There are plenty of transactions that affect only two of the three statements, others that can affect all three, and there are often timing differences in these effects. It takes all 3 statements for every period to have a complete picture of an entity's finances through time. All taken together have relationships that must hold and balance; taken individually this is not the case (though each sheet does have some internal balance relationships as well, e.g. on the balance sheet assets minus (liabilities plus net worth) must be zero).
Changes in the market value of existing assets do not pass through the income statement, in any form of modern accounting, unless the asset is sold to someone else. Then a capital gain or loss passes through the income statement of the seller, while it has no effect (yet) on the income statement of the purchaser.

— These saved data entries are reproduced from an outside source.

//! Pipe-based spawning of tool processes.

use std::io;
use std::path::PathBuf;
use std::process::Stdio;

use tokio::process::{Child, ChildStderr, ChildStdout, Command};

/// Options for spawning a tool.
#[derive(Debug, Clone)]
pub struct PipeSpawnOptions {
    pub program: String,
    pub args: Vec<String>,
    /// Working directory; inherits the caller's when `None`.
    pub cwd: Option<PathBuf>,
}

impl PipeSpawnOptions {
    pub fn new(program: impl Into<String>) -> Self {
        Self {
            program: program.into(),
            args: Vec::new(),
            cwd: None,
        }
    }

    pub fn args(mut self, args: impl IntoIterator<Item = impl Into<String>>) -> Self {
        self.args = args.into_iter().map(Into::into).collect();
        self
    }

    pub fn cwd(mut self, cwd: Option<PathBuf>) -> Self {
        self.cwd = cwd;
        self
    }
}

/// A spawned tool with its output pipes detached from the child handle.
#[derive(Debug)]
pub struct SpawnedProcess {
    pub child: Child,
    pub pid: u32,
    pub stdout: ChildStdout,
    pub stderr: ChildStderr,
}

/// Spawn without a shell, with stdin closed, as leader of a new process group.
///
/// Must be called from within a Tokio runtime.
pub fn spawn_piped(opts: &PipeSpawnOptions) -> io::Result<SpawnedProcess> {
    if opts.program.is_empty() {
        return Err(io::Error::new(
            io::ErrorKind::InvalidInput,
            "missing program for pipe spawn",
        ));
    }

    let mut command = Command::new(&opts.program);
    command
        .args(&opts.args)
        .stdin(Stdio::null())
        .stdout(Stdio::piped())
        .stderr(Stdio::piped())
        .kill_on_drop(false);
    if let Some(cwd) = &opts.cwd {
        command.current_dir(cwd);
    }
    #[cfg(unix)]
    command.process_group(0);

    claim_pipes(command.spawn()?)
}

/// Take the pid and output pipes from a freshly spawned child, killing it
/// if any of them is missing.
fn claim_pipes(mut child: Child) -> io::Result<SpawnedProcess> {
    let (pid, stdout, stderr) = match take_pipes(&mut child) {
        Ok(parts) => parts,
        Err(err) => {
            if let Err(kill_err) = child.start_kill() {
                tracing::debug!(error = %kill_err, "failed to kill half-spawned process");
            }
            return Err(err);
        }
    };

    Ok(SpawnedProcess {
        child,
        pid,
        stdout,
        stderr,
    })
}

fn take_pipes(child: &mut Child) -> io::Result<(u32, ChildStdout, ChildStderr)> {
    let pid = child
        .id()
        .ok_or_else(|| io::Error::other("spawned process has no pid"))?;
    let stdout = child
        .stdout
        .take()
        .ok_or_else(|| io::Error::other("stdout pipe unavailable"))?;
    let stderr = child
        .stderr
        .take()
        .ok_or_else(|| io::Error::other("stderr pipe unavailable"))?;
    Ok((pid, stdout, stderr))
}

The reporting form in modern accounting where assets and liabilities appear is the *balance sheet*, not the income statement. Items on the balance sheet reflect a static "stock" in existence, rather than the rates, per unit time items, that appear on an income statement. How much you own and owe (and the net worth difference between them) is a balance sheet question; how much you earned in the last year is an income statement question. GDP is a line item of the second sort, an income.
The *balance sheet* of the various major sectors of the US economy - household sector, corporate business, non-corporate business, and government - are reported in a separate data set kept by the Federal Reserve, called the "Z.1" dataset or "flow of funds" accounts in Fed-speak.
This shows all the asset accounts and liabilities (as well as cash flows, hence the data-set's name), and the assets are valued at market. It is based on every transaction that touches the banking system on either side, and therefore becomes known to the Fed in its role as clearing-system agent for the whole banking system.
It is released once per quarter, with some delay to compile everything. The last release was in mid September and covered sector balance sheet positions as of the end of the 2nd quarter of 2009. The next, covering the 3rd quarter of 2009, will be released in mid December. The full history is available on the web, clear back to 1945 - with annual figures for older stuff. The level of line item detail goes very low, but the most useful overview balance sheets are the simplest to read and use, and make for a much more digestible amount of information.
You can find Z.1 data here - Z.1 flow of funds data set at Fed
GDP, on the other hand, is a line item within what are called the national product accounts, which are kept by the Bureau of Economic Analysis, a section of the Commerce Department.
You can find that whole data set here - national product accounts at BEA
The St. Louis Fed also has a useful database that re-reports major items from multiple sources including the main components of GDP, in a somewhat more accessible form, at a site called FRED II (for Federal Reserve Economic Databases), which you can find here -
Within those, the current GDP series can be found most easily at this link -
It is also worth looking at other related items like the "PCE" series (personal consumption expenditures), and the "DPI" series (disposable personal income). To avoid mere journalistic spin and see the statistical facts for yourself, etc.
Meanwhile for the asset side, the current balance sheet of the US household sector can be found at the following Z.1 page -
Latest Z.1 balance sheet tables
I hope this is useful...
Pretending it is all the fault of the gubmint, or of the rich, or of one class of any sort --- is simply pretending, and it is bumcomb.